Diabetic peripheral neuropathy is the most likely diagnosis for someone with diabetes who has pain in a leg or foot, although it may also be caused by vitamin B12 deficiency or osteoarthritis. A recent review in the Journal of the American Medical Association's "Rational Clinical Examination Series" evaluated the usefulness of the clinical examination in diagnosing diabetic peripheral neuropathy.[4] While the physician typically assesses the appearance of the feet, presence of ulceration, and ankle reflexes, the most useful physical examination findings for large fiber neuropathy are an abnormally decreased vibration perception to a 128-Hz tuning fork (likelihood ratio (LR) range, 16–35) or pressure sensation with a 5.07 Semmes-Weinstein monofilament (LR range, 11–16). Normal results on vibration testing (LR range, 0.33–0.51) or monofilament (LR range, 0.09–0.54) make large fiber peripheral neuropathy from diabetes less likely. Combinations of signs do not perform better than these 2 individual findings.[4] Nerve conduction tests may show reduced functioning of the peripheral nerves, but seldom correlate with the severity of diabetic peripheral neuropathy and are not appropriate as routine tests for the condition.[5]

Classification[edit]

Diabetic neuropathy encompasses a series of different neuropathic syndromes which can be schematized in the following way:[6]

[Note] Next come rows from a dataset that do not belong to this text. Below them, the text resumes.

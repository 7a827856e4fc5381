use clap::{Args, Parser, Subcommand};
use std::path::PathBuf;

const HELP_TEMPLATE: &str = "\
{before-help}{name} {version}
{author-with-newline}{about-with-newline}
{usage-heading} {usage}

{all-args}{after-help}
";

#[derive(Parser, Debug)]
#[command(
    author,
    version,
    about = "DockScope CLI - Inspect AutoDock Vina / AutoDock4 docking results: scores, poses, torsions, RMSD, docking boxes and PLIP interactions.",
    help_template = HELP_TEMPLATE,
)]
#[command(propagate_version = true)]
pub struct Cli {
    #[command(subcommand)]
    pub command: Commands,

    /// Increase verbosity level (-v for INFO, -vv for DEBUG, -vvv for TRACE)
    #[arg(short, long, action = clap::ArgAction::Count, global = true)]
    pub verbose: u8,

    /// Suppress all log output except for errors
    #[arg(short, long, global = true, conflicts_with = "verbose")]
    pub quiet: bool,

    /// Write logs to a specified file in addition to the console output
    #[arg(long, global = true, value_name = "PATH")]
    pub log_file: Option<PathBuf>,

    /// Set the number of threads for parallel computation.
    /// Defaults to the number of available logical cores.
    #[arg(short = 'j', long, global = true, value_name = "NUM")]
    pub threads: Option<usize>,

    /// Path to an analysis configuration file in TOML format.
    #[arg(short, long, global = true, value_name = "PATH")]
    pub config: Option<PathBuf>,

    /// Set a specific configuration value, overriding the config file.
    /// Can be used multiple times. Example: -S analysis.box-padding=4.0
    #[arg(short = 'S', long = "set", value_name = "KEY=VALUE", global = true)]
    pub set_values: Vec<String>,
}

#[derive(Subcommand, Debug)]
pub enum Commands {
    /// Parse one or more docking results and print scores, poses and per-pose metrics as JSON.
    Summary(SummaryArgs),
    /// Print the ATOM/HETATM lines of a single model.
    Extract(ExtractArgs),
    /// Split a multi-model file into one file per pose.
    Split(SplitArgs),
    /// Align a PLIP interaction list to a pose and count interactions by type.
    Interactions(InteractionsArgs),
    /// Compute a blind-docking search box around a pose.
    #[command(name = "box")]
    DockingBox(BoxArgs),
    /// Step through the poses of a file on a timer.
    Play(PlayArgs),
}

/// Arguments for the `summary` subcommand.
#[derive(Args, Debug)]
pub struct SummaryArgs {
    /// Docking result files (PDBQT or PDB).
    #[arg(short, long = "input", required = true, num_args = 1.., value_name = "PATH")]
    pub inputs: Vec<PathBuf>,

    /// 1-based model that RMSD values are measured against.
    #[arg(short, long, value_name = "MODEL", value_parser = clap::value_parser!(u64).range(1..))]
    pub reference: Option<u64>,

    /// Write the JSON report to a file instead of stdout.
    #[arg(short, long, value_name = "PATH")]
    pub output: Option<PathBuf>,
}

/// Arguments for the `extract` subcommand.
#[derive(Args, Debug)]
pub struct ExtractArgs {
    /// Docking result file.
    #[arg(short, long, value_name = "PATH")]
    pub input: PathBuf,

    /// 1-based model number.
    #[arg(short, long, value_name = "MODEL", value_parser = clap::value_parser!(u64).range(1..))]
    pub model: u64,

    /// Write the extracted lines to a file instead of stdout.
    #[arg(short, long, value_name = "PATH")]
    pub output: Option<PathBuf>,
}

/// Arguments for the `split` subcommand.
#[derive(Args, Debug)]
pub struct SplitArgs {
    /// Docking result file.
    #[arg(short, long, value_name = "PATH")]
    pub input: PathBuf,

    /// Directory that receives `<stem>_pose_<n>.pdbqt` files.
    #[arg(short, long, value_name = "DIR")]
    pub output_dir: PathBuf,
}

/// Arguments for the `interactions` subcommand.
#[derive(Args, Debug)]
pub struct InteractionsArgs {
    /// PLIP interaction list in JSON format.
    #[arg(short, long, value_name = "PATH")]
    pub input: PathBuf,

    /// 0-based pose index to align interactions to.
    #[arg(short, long, default_value_t = 0, value_name = "INDEX")]
    pub pose: usize,

    /// Interaction types to keep. Defaults to every PLIP type.
    #[arg(short = 't', long = "type", value_name = "TYPE")]
    pub types: Vec<String>,

    /// Keep only interactions whose `position` matches the pose number.
    #[arg(long)]
    pub by_position: bool,
}

/// Arguments for the `box` subcommand.
#[derive(Args, Debug)]
pub struct BoxArgs {
    /// Docking result or ligand file.
    #[arg(short, long, value_name = "PATH")]
    pub input: PathBuf,

    /// 1-based model to box. Defaults to the best-scoring pose.
    #[arg(short, long, value_name = "MODEL", value_parser = clap::value_parser!(u64).range(1..))]
    pub model: Option<u64>,

    /// Padding in Angstroms added on each side of the ligand extent.
    #[arg(long, value_name = "FLOAT")]
    pub padding: Option<f64>,
}

/// Arguments for the `play` subcommand.
#[derive(Args, Debug)]
pub struct PlayArgs {
    /// Docking result file.
    #[arg(short, long, value_name = "PATH")]
    pub input: PathBuf,

    /// Milliseconds between pose changes.
    #[arg(long, value_name = "MS", value_parser = clap::value_parser!(u64).range(1..))]
    pub interval_ms: Option<u64>,

    /// Number of pose changes before stopping. Defaults to one full cycle.
    #[arg(long, value_name = "INT")]
    pub ticks: Option<usize>,
}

  • Focal and multifocal neuropathies:
    • Mononeuropathy
    • Amyotrophy, radiculopathy
    • Multiple lesions "mononeuritis multiplex"
    • Entrapment (e.g. median, ulnar, peroneal)
  • Symmetrical neuropathies:
    • Acute sensory
    • Autonomic
    • Distal symmetrical polyneuropathy (DSPN), also known as diabetic peripheral neuropathy (DPN) (most common presentation)

Treatment[edit]

With the exception of tight glucose control, treatments are for reducing pain and other symptoms.

Options for pain control include tricyclic antidepressants (TCAs), serotonin-norepinephrine reuptake inhibitors (SNRIs), antiepileptic drugs (AEDs) and capsaicin cream.[7]

A systematic review concluded that "tricyclic antidepressants and traditional anticonvulsants are better for short term pain relief than newer generation anticonvulsants."[8] A further analysis of previous studies showed that the agents carbamazepine, venlafaxine, duloxetine and amitriptyline were more effective than placebo, but that comparative effectiveness between each agent is unclear.[9]

The only three drugs approved by the FDA for diabetic peripheral neuropathy are the antidepressant duloxetine, the anticonvulsant pregabalin, and the long-acting opioid tapentadol ER.[10][11] Before trying a systemic medication, some doctors recommend treating localized diabetic periperal neuropathy with lidocaine patches.[5]

Tricyclic antidepressants[edit]

TCAs include imipramine, amitriptyline, desipramine and nortriptyline. These drugs are effective at decreasing painful symptoms but suffer from multiple side effects that are dosage dependent. One notable side effect is cardiac toxicity, which can lead to fatal abnormal heart rhythms. At low dosages used for neuropathy, toxicity is rare, but if symptoms warrant higher doses, complications are more common. Among the TCAs, amitriptyline is most widely used for this condition, but desipramine and nortriptyline have fewer side effects.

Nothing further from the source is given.